For standardization, all data required from the recycler are the currently-probed (field-testing) cycle with one charging and discharging test, which is easy to implement in practical cases. The as-probed data are first denoised by filling in missing values, replacing outliers, and performing median filtering. Human-induced and cathode-heterogeneity-induced noises are deliberately retained, though, to make the model robust to imperfect inputs. The data are then linearly interpolated for curve filling (Supplementary Fig. 1) and feature engineered for dimensionality reduction, with a shared set of standardization parameters (Supplementary Note 1). Features extracted from the standardization pipeline are well interpretable, a concern of significant commercial interest. To the best of our knowledge, it is the first time that heterogeneous battery data from multiple sources and historical usages are utilized to assist in the strategy design of battery recycling.
Figure 2a, b demonstrate the feature engineering process.

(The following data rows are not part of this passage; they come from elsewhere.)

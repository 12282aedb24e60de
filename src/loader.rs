//! Artifact discovery and startup loading
//!
//! Runs once before the listener is bound. Any failure leaves the service
//! `Unready` for the life of the process; a restart is required to retry.

use std::path::{Path, PathBuf};

use sha2::{Digest, Sha256};
use thiserror::Error;

use crate::config::Config;
use crate::features::{AliasRegistry, FeatureSchema, SchemaError};
use crate::model::{self, ArtifactError, InferenceAdapter, Normalizer, Scaler};
use crate::service::{ArtifactFingerprints, ArtifactPaths, ServiceContext, ServiceState};

#[derive(Debug, Error)]
pub enum LoadError {
    #[error("Model artifacts not found. Expected '{model}', '{scaler}', '{features}' in one of: {searched}")]
    NotFound {
        model: String,
        scaler: String,
        features: String,
        searched: String,
    },

    #[error("feature schema unavailable: {0}")]
    Schema(#[from] SchemaError),

    #[error("failed to load scaler: {0}")]
    Scaler(#[source] ArtifactError),

    #[error("failed to load model: {0}")]
    Model(#[source] ArtifactError),

    #[error("{artifact} expects {actual} features but the feature list has {expected}")]
    DimensionMismatch {
        artifact: &'static str,
        expected: usize,
        actual: usize,
    },

    #[error("cannot fingerprint {path}: {source}")]
    Fingerprint {
        path: PathBuf,
        #[source]
        source: std::io::Error,
    },
}

// ============================================================================
// DISCOVERY
// ============================================================================

/// Explicit paths win; otherwise the first directory holding all three files
pub fn locate(config: &Config) -> Result<ArtifactPaths, LoadError> {
    if let (Some(model), Some(scaler), Some(features)) =
        (&config.model_path, &config.scaler_path, &config.features_path)
    {
        return Ok(ArtifactPaths {
            model: model.clone(),
            scaler: scaler.clone(),
            features: features.clone(),
        });
    }

    for dir in &config.artifact_dirs {
        let candidate = ArtifactPaths {
            model: dir.join(&config.model_file),
            scaler: dir.join(&config.scaler_file),
            features: dir.join(&config.features_file),
        };
        if candidate.model.exists() && candidate.scaler.exists() && candidate.features.exists() {
            return Ok(candidate);
        }
    }

    Err(LoadError::NotFound {
        model: config.model_file.clone(),
        scaler: config.scaler_file.clone(),
        features: config.features_file.clone(),
        searched: config
            .artifact_dirs
            .iter()
            .map(|d| d.display().to_string())
            .collect::<Vec<_>>()
            .join(", "),
    })
}

// ============================================================================
// LOADING
// ============================================================================

/// Load and cross-check all three artifacts
pub fn load(paths: &ArtifactPaths, aliases: AliasRegistry) -> Result<ServiceContext, LoadError> {
    let schema = FeatureSchema::load(&paths.features)?;
    let scaler = Scaler::load(&paths.scaler).map_err(LoadError::Scaler)?;
    let predictor = model::load_predictor(&paths.model).map_err(LoadError::Model)?;

    check_width("scaler", schema.len(), scaler.n_features())?;
    check_width("model", schema.len(), predictor.n_features())?;

    let fingerprints = ArtifactFingerprints {
        model_sha256: fingerprint(&paths.model)?,
        scaler_sha256: fingerprint(&paths.scaler)?,
        features_sha256: fingerprint(&paths.features)?,
    };

    tracing::info!(
        "Loaded {} scaler and {} model (sha256 {})",
        scaler.kind(),
        predictor.kind(),
        &fingerprints.model_sha256[..12]
    );

    let adapter = InferenceAdapter::new(Box::new(scaler), predictor);
    let mut ctx = ServiceContext::new(schema, aliases, adapter);
    ctx.paths = Some(paths.clone());
    ctx.fingerprints = fingerprints;

    Ok(ctx)
}

fn check_width(artifact: &'static str, expected: usize, actual: Option<usize>) -> Result<(), LoadError> {
    match actual {
        Some(actual) if actual != expected => Err(LoadError::DimensionMismatch { artifact, expected, actual }),
        _ => Ok(()),
    }
}

fn fingerprint(path: &Path) -> Result<String, LoadError> {
    let bytes = std::fs::read(path).map_err(|source| LoadError::Fingerprint {
        path: path.to_path_buf(),
        source,
    })?;
    Ok(hex::encode(Sha256::digest(&bytes)))
}

/// Startup entry point: never fails, returns `Unready` with a reason instead
pub fn initialize(config: &Config) -> ServiceState {
    log_diagnostics(config);

    let paths = match locate(config) {
        Ok(paths) => paths,
        Err(e) => {
            tracing::error!("{}", e);
            return ServiceState::unready(e.to_string());
        }
    };

    tracing::info!(
        "Using MODEL_PATH={}, SCALER_PATH={}, FEATURES_PATH={}",
        paths.model.display(),
        paths.scaler.display(),
        paths.features.display()
    );

    let aliases = AliasRegistry::cmapss();
    tracing::debug!("{} readable aliases registered", aliases.len());

    match load(&paths, aliases) {
        Ok(ctx) => {
            tracing::info!(
                "Model and scaler loaded successfully. Number of features: {}",
                ctx.schema.len()
            );
            ServiceState::Ready(ctx)
        }
        Err(e) => {
            tracing::error!("Failed to load model/scaler/features: {}", e);
            ServiceState::Unready {
                reason: e.to_string(),
                paths: Some(paths),
            }
        }
    }
}

fn log_diagnostics(config: &Config) {
    match std::env::current_dir() {
        Ok(cwd) => tracing::info!("cwd: {}", cwd.display()),
        Err(e) => tracing::warn!("could not read cwd: {}", e),
    }

    for dir in &config.artifact_dirs {
        match std::fs::read_dir(dir) {
            Ok(entries) => {
                let names: Vec<String> = entries
                    .filter_map(Result::ok)
                    .map(|e| e.file_name().to_string_lossy().into_owned())
                    .collect();
                tracing::debug!("files in {}: {:?}", dir.display(), names);
            }
            Err(e) => tracing::debug!("could not list {}: {}", dir.display(), e),
        }
    }
}

#[cfg(test)]
pub(crate) mod tests {
    use super::*;
    use crate::model::xgboost::tests::two_stump_document;

    /// Writes a consistent 2-feature artifact set into `dir`
    pub(crate) fn write_artifacts(dir: &Path) {
        std::fs::write(dir.join("features.txt"), "op_setting1\ns1\n").unwrap();
        std::fs::write(
            dir.join("scaler.json"),
            r#"{"kind": "standard", "mean": [0.0, 0.0], "scale": [1.0, 1.0]}"#,
        )
        .unwrap();
        std::fs::write(dir.join("xgboost_model.json"), two_stump_document().to_string()).unwrap();
    }

    fn config_for(dirs: Vec<PathBuf>) -> Config {
        Config {
            artifact_dirs: dirs,
            ..Config::default()
        }
    }

    #[test]
    fn test_locate_prefers_first_complete_dir() {
        let root = tempfile::tempdir().unwrap();
        let partial = root.path().join("partial");
        let models = root.path().join("models");
        std::fs::create_dir_all(&partial).unwrap();
        std::fs::create_dir_all(&models).unwrap();
        std::fs::write(partial.join("features.txt"), "s1\n").unwrap();
        write_artifacts(&models);

        let paths = locate(&config_for(vec![partial, models.clone()])).unwrap();
        assert_eq!(paths.model, models.join("xgboost_model.json"));
    }

    #[test]
    fn test_locate_not_found() {
        let root = tempfile::tempdir().unwrap();
        let err = locate(&config_for(vec![root.path().to_path_buf()])).unwrap_err();
        assert!(err.to_string().starts_with("Model artifacts not found"));
    }

    #[test]
    fn test_explicit_paths_skip_discovery() {
        let config = Config {
            model_path: Some(PathBuf::from("/a/m.json")),
            scaler_path: Some(PathBuf::from("/a/s.json")),
            features_path: Some(PathBuf::from("/a/f.txt")),
            ..config_for(vec![])
        };
        assert_eq!(locate(&config).unwrap().features, PathBuf::from("/a/f.txt"));
    }

    #[test]
    fn test_initialize_ready() {
        let root = tempfile::tempdir().unwrap();
        write_artifacts(root.path());

        let state = initialize(&config_for(vec![root.path().to_path_buf()]));
        let ctx = state.context().expect("should be ready");
        assert_eq!(ctx.schema.ordered(), ["op_setting1", "s1"]);
        assert_eq!(ctx.fingerprints.model_sha256.len(), 64);
    }

    #[test]
    fn test_scaler_width_mismatch_is_unready() {
        let root = tempfile::tempdir().unwrap();
        write_artifacts(root.path());
        std::fs::write(
            root.path().join("scaler.json"),
            r#"{"kind": "standard", "mean": [0.0, 0.0, 0.0], "scale": [1.0, 1.0, 1.0]}"#,
        )
        .unwrap();

        let state = initialize(&config_for(vec![root.path().to_path_buf()]));
        match state {
            ServiceState::Unready { reason, paths } => {
                assert!(reason.contains("scaler expects 3 features"));
                assert!(paths.is_some());
            }
            ServiceState::Ready(_) => panic!("mismatched artifacts must not be ready"),
        }
    }

    #[test]
    fn test_empty_feature_list_is_unready() {
        let root = tempfile::tempdir().unwrap();
        write_artifacts(root.path());
        std::fs::write(root.path().join("features.txt"), "\n\n").unwrap();

        let err = load(
            &locate(&config_for(vec![root.path().to_path_buf()])).unwrap(),
            AliasRegistry::cmapss(),
        )
        .err()
        .unwrap();
        assert!(matches!(err, LoadError::Schema(SchemaError::Empty)));
    }
}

We focus on the charging and discharging curve of the retired batteries in the last cycle, i.e., one charging and one discharging cycle (Supplementary Figs. 2–5). In the charging cycle, 15 features are extracted from the voltage-capacity and dQ/dV curves, where V and Q refer to the voltage and capacity values, respectively. The same set of features are extracted for the discharging cycle. As a result, 30 features are extracted in total, as indicated from F1 to F30. Refer to Supplementary Table 2 and Supplementary Note 2 for a detailed explanation of the features. Figure 2c showcases the absolute and relative feature values of the selected batteries from each class. Most relative feature values in different classes overlap in the −1 to 0 region (with the light green color) and are indistinguishable, illustrating the difficulty in classifying battery type using one cycle of battery data. The difficulty is expected because the divergent historical operation conditions can influence the charging-discharging kinetics of the batteries so that the extracted features can be largely correlated despite the different battery types (Supplementary Fig. 6). Rather than directly interpreting the extracted features using expert knowledge, we employ an alternative data-driven approach that automatically leverages the latent patterns across various battery types.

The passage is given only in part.